Task prompt:
Pull every line holding the word "None" out of the data and copy it.

*** Information provided ***

//! Client and Server Core Data blocks (TS_UD_CS_CORE / TS_UD_SC_CORE).

use bitflags::bitflags;
use sablerdp_core::{
    ensure_fixed_part_size, ensure_size, read_padding, write_padding, Decode, DecodeResult, Encode, EncodeResult,
    ReadCursor, WriteCursor,
};

use crate::nego::SecurityProtocol;
use crate::utf16;

const CLIENT_NAME_FIELD_SIZE: usize = 32;
const IME_FILE_NAME_FIELD_SIZE: usize = 64;
const DIG_PRODUCT_ID_FIELD_SIZE: usize = 64;

#[derive(Debug, Copy, Clone, PartialEq, Eq)]
pub struct RdpVersion(pub u32);

impl RdpVersion {
    pub const V4: Self = Self(0x0008_0001);
    pub const V5_PLUS: Self = Self(0x0008_0004);
    pub const V10: Self = Self(0x0008_0005);
}

#[derive(Debug, Copy, Clone, PartialEq, Eq)]
#[repr(u16)]
pub enum ColorDepth {
    Bpp4 = 0xCA00,
    Bpp8 = 0xCA01,
}

#[derive(Debug, Copy, Clone, PartialEq, Eq)]
#[repr(u16)]
pub enum SecureAccessSequence {
    Del = 0xAA03,
}

#[derive(Debug, Copy, Clone, PartialEq, Eq)]
#[repr(u16)]
pub enum HighColorDepth {
    Bpp4 = 4,
    Bpp8 = 8,
    Bpp15 = 15,
    Bpp16 = 16,
    Bpp24 = 24,
}

bitflags! {
    #[derive(Debug, Clone, Copy, PartialEq, Eq)]
    pub struct SupportedColorDepths: u16 {
        const BPP24 = 0x01;
        const BPP16 = 0x02;
        const BPP15 = 0x04;
        const BPP32 = 0x08;
    }
}

bitflags! {
    #[derive(Debug, Clone, Copy, PartialEq, Eq)]
    pub struct ClientEarlyCapabilityFlags: u16 {
        const SUPPORT_ERR_INFO_PDU = 0x0001;
        const WANT_32_BPP_SESSION = 0x0002;
        const SUPPORT_STATUS_INFO_PDU = 0x0004;
        const STRONG_ASYMMETRIC_KEYS = 0x0008;
        const VALID_CONNECTION_TYPE = 0x0020;
        const SUPPORT_MONITOR_LAYOUT_PDU = 0x0040;
        const SUPPORT_NET_CHAR_AUTODETECT = 0x0080;
        const SUPPORT_DYN_VC_GFX_PROTOCOL = 0x0100;
        const SUPPORT_DYNAMIC_TIME_ZONE = 0x0200;
        const SUPPORT_HEARTBEAT_PDU = 0x0400;
    }
}

#[derive(Debug, Copy, Clone, PartialEq, Eq)]
#[repr(u8)]
pub enum ConnectionType {
    NotUsed = 0x00,
    Modem = 0x01,
    BroadbandLow = 0x02,
    Satellite = 0x03,
    BroadbandHigh = 0x04,
    Wan = 0x05,
    Lan = 0x06,
    AutoDetect = 0x07,
}

/// TS_UD_CS_CORE with the optional fields this client always sends,
/// through `serverSelectedProtocol`.
#[derive(Debug, Clone, PartialEq, Eq)]
pub struct ClientCoreData {
    pub version: RdpVersion,
    pub desktop_width: u16,
    pub desktop_height: u16,
    pub keyboard_layout: u32,
    pub client_build: u32,
    /// Truncated to 15 characters on the wire.
    pub client_name: String,
    pub keyboard_type: u32,
    pub keyboard_subtype: u32,
    pub keyboard_functional_keys_count: u32,
    pub ime_file_name: String,
    pub high_color_depth: HighColorDepth,
    pub supported_color_depths: SupportedColorDepths,
    pub early_capability_flags: ClientEarlyCapabilityFlags,
    pub dig_product_id: String,
    pub connection_type: ConnectionType,
    pub server_selected_protocol: SecurityProtocol,
}

impl ClientCoreData {
    const NAME: &'static str = "ClientCoreData";

    const FIXED_PART_SIZE: usize = 4 /* version */
        + 2 /* width */ + 2 /* height */
        + 2 /* colorDepth */ + 2 /* SASSequence */
        + 4 /* keyboardLayout */ + 4 /* clientBuild */
        + CLIENT_NAME_FIELD_SIZE
        + 4 /* keyboardType */ + 4 /* keyboardSubType */ + 4 /* keyboardFunctionKey */
        + IME_FILE_NAME_FIELD_SIZE
        + 2 /* postBeta2ColorDepth */ + 2 /* clientProductId */ + 4 /* serialNumber */
        + 2 /* highColorDepth */ + 2 /* supportedColorDepths */ + 2 /* earlyCapabilityFlags */
        + DIG_PRODUCT_ID_FIELD_SIZE
        + 1 /* connectionType */ + 1 /* pad1octet */
        + 4 /* serverSelectedProtocol */;
}

impl Encode for ClientCoreData {
    fn encode(&self, dst: &mut WriteCursor<'_>) -> EncodeResult<()> {
        ensure_fixed_part_size!(in: dst);

        dst.write_u32(self.version.0);
        dst.write_u16(self.desktop_width);
        dst.write_u16(self.desktop_height);
        // Ignored by modern servers in favor of the high color depth below.
        dst.write_u16(ColorDepth::Bpp8 as u16);
        dst.write_u16(SecureAccessSequence::Del as u16);
        dst.write_u32(self.keyboard_layout);
        dst.write_u32(self.client_build);
        utf16::write_fixed_utf16(dst, &self.client_name, CLIENT_NAME_FIELD_SIZE);
        dst.write_u32(self.keyboard_type);
        dst.write_u32(self.keyboard_subtype);
        dst.write_u32(self.keyboard_functional_keys_count);
        utf16::write_fixed_utf16(dst, &self.ime_file_name, IME_FILE_NAME_FIELD_SIZE);
        dst.write_u16(ColorDepth::Bpp8 as u16); // postBeta2ColorDepth
        dst.write_u16(1); // clientProductId
        dst.write_u32(0); // serialNumber
        dst.write_u16(self.high_color_depth as u16);
        dst.write_u16(self.supported_color_depths.bits());
        dst.write_u16(self.early_capability_flags.bits());
        utf16::write_fixed_utf16(dst, &self.dig_product_id, DIG_PRODUCT_ID_FIELD_SIZE);
        dst.write_u8(self.connection_type as u8);
        write_padding!(dst, 1);
        dst.write_u32(self.server_selected_protocol.bits());

        Ok(())
    }

    fn name(&self) -> &'static str {
        Self::NAME
    }

    fn size(&self) -> usize {
        Self::FIXED_PART_SIZE
    }
}

impl<'de> Decode<'de> for ClientCoreData {
    fn decode(src: &mut ReadCursor<'de>) -> DecodeResult<Self> {
        ensure_fixed_part_size!(in: src);

        let version = RdpVersion(src.read_u32());
        let desktop_width = src.read_u16();
        let desktop_height = src.read_u16();
        let _color_depth = src.read_u16();
        let _sas_sequence = src.read_u16();
        let keyboard_layout = src.read_u32();
        let client_build = src.read_u32();
        let client_name = utf16::read_fixed_utf16(src, CLIENT_NAME_FIELD_SIZE);
        let keyboard_type = src.read_u32();
        let keyboard_subtype = src.read_u32();
        let keyboard_functional_keys_count = src.read_u32();
        let ime_file_name = utf16::read_fixed_utf16(src, IME_FILE_NAME_FIELD_SIZE);
        let _post_beta2_color_depth = src.read_u16();
        let _client_product_id = src.read_u16();
        let _serial_number = src.read_u32();
        let high_color_depth = match src.read_u16() {
            4 => HighColorDepth::Bpp4,
            8 => HighColorDepth::Bpp8,
            15 => HighColorDepth::Bpp15,
            16 => HighColorDepth::Bpp16,
            _ => HighColorDepth::Bpp24,
        };
        let supported_color_depths = SupportedColorDepths::from_bits_truncate(src.read_u16());
        let early_capability_flags = ClientEarlyCapabilityFlags::from_bits_truncate(src.read_u16());
        let dig_product_id = utf16::read_fixed_utf16(src, DIG_PRODUCT_ID_FIELD_SIZE);
        let connection_type = match src.read_u8() {
            0x01 => ConnectionType::Modem,
            0x02 => ConnectionType::BroadbandLow,
            0x03 => ConnectionType::Satellite,
            0x04 => ConnectionType::BroadbandHigh,
            0x05 => ConnectionType::Wan,
            0x06 => ConnectionType::Lan,
            0x07 => ConnectionType::AutoDetect,
            _ => ConnectionType::NotUsed,
        };
        read_padding!(src, 1);
        let server_selected_protocol = SecurityProtocol::from_bits_truncate(src.read_u32());

        Ok(Self {
            version,
            desktop_width,
            desktop_height,
            keyboard_layout,
            client_build,
            client_name,
            keyboard_type,
            keyboard_subtype,
            keyboard_functional_keys_count,
            ime_file_name,
            high_color_depth,
            supported_color_depths,
            early_capability_flags,
            dig_product_id,
            connection_type,
            server_selected_protocol,
        })
    }
}

/// TS_UD_SC_CORE.
#[derive(Debug, Clone, PartialEq, Eq)]
pub struct ServerCoreData {
    pub version: RdpVersion,
    pub client_requested_protocols: Option<SecurityProtocol>,
    pub early_capability_flags: Option<u32>,
}

impl ServerCoreData {
    const NAME: &'static str = "ServerCoreData";

    const FIXED_PART_SIZE: usize = 4 /* version */;
}

impl Encode for ServerCoreData {
    fn encode(&self, dst: &mut WriteCursor<'_>) -> EncodeResult<()> {
        ensure_size!(in: dst, size: self.size());

        dst.write_u32(self.version.0);

        if let Some(protocols) = self.client_requested_protocols {
            dst.write_u32(protocols.bits());
        }
        if let Some(flags) = self.early_capability_flags {
            dst.write_u32(flags);
        }

        Ok(())
    }

    fn name(&self) -> &'static str {
        Self::NAME
    }

    fn size(&self) -> usize {
        Self::FIXED_PART_SIZE
            + self.client_requested_protocols.map_or(0, |_| 4)
            + self.early_capability_flags.map_or(0, |_| 4)
    }
}

impl<'de> Decode<'de> for ServerCoreData {
    fn decode(src: &mut ReadCursor<'de>) -> DecodeResult<Self> {
        ensure_fixed_part_size!(in: src);

        let version = RdpVersion(src.read_u32());

        let client_requested_protocols = if src.len() >= 4 {
            Some(SecurityProtocol::from_bits_truncate(src.read_u32()))
        } else {
            None
        };

        let early_capability_flags = if src.len() >= 4 { Some(src.read_u32()) } else { None };

        Ok(Self {
            version,
            client_requested_protocols,
            early_capability_flags,
        })
    }
}

#[cfg(test)]
mod tests {
    use super::*;
    use sablerdp_core::{decode, encode_vec};

    fn client_core_data() -> ClientCoreData {
        ClientCoreData {
            version: RdpVersion::V5_PLUS,
            desktop_width: 1280,
            desktop_height: 800,
            keyboard_layout: 0,
            client_build: 18363,
            client_name: "sable".to_owned(),
            keyboard_type: 4, // IBM enhanced
            keyboard_subtype: 0,
            keyboard_functional_keys_count: 12,
            ime_file_name: String::new(),
            high_color_depth: HighColorDepth::Bpp24,
            supported_color_depths: SupportedColorDepths::BPP24 | SupportedColorDepths::BPP16,
            early_capability_flags: ClientEarlyCapabilityFlags::SUPPORT_ERR_INFO_PDU,
            dig_product_id: String::new(),
            connection_type: ConnectionType::Lan,
            server_selected_protocol: SecurityProtocol::HYBRID,
        }
    }

    #[test]
    fn client_core_data_round_trip() {
        let data = client_core_data();

        let encoded = encode_vec(&data).unwrap();
        assert_eq!(encoded.len(), data.size());

        // Version, width, height at the head of the block.
        assert_eq!(u32::from_le_bytes(encoded[0..4].try_into().unwrap()), 0x0008_0004);
        assert_eq!(u16::from_le_bytes(encoded[4..6].try_into().unwrap()), 1280);
        assert_eq!(u16::from_le_bytes(encoded[6..8].try_into().unwrap()), 800);

        let decoded: ClientCoreData = decode(&encoded).unwrap();
        assert_eq!(decoded, data);
    }

    #[test]
    fn server_core_data_without_optional_fields() {
        let encoded = 0x0008_0004u32.to_le_bytes();
        let decoded: ServerCoreData = decode(&encoded).unwrap();

        assert_eq!(decoded.version, RdpVersion::V5_PLUS);
        assert_eq!(decoded.client_requested_protocols, None);
    }
}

*** End of Information provided ***

Response:
            None
        let early_capability_flags = if src.len() >= 4 { Some(src.read_u32()) } else { None };
        assert_eq!(decoded.client_requested_protocols, None);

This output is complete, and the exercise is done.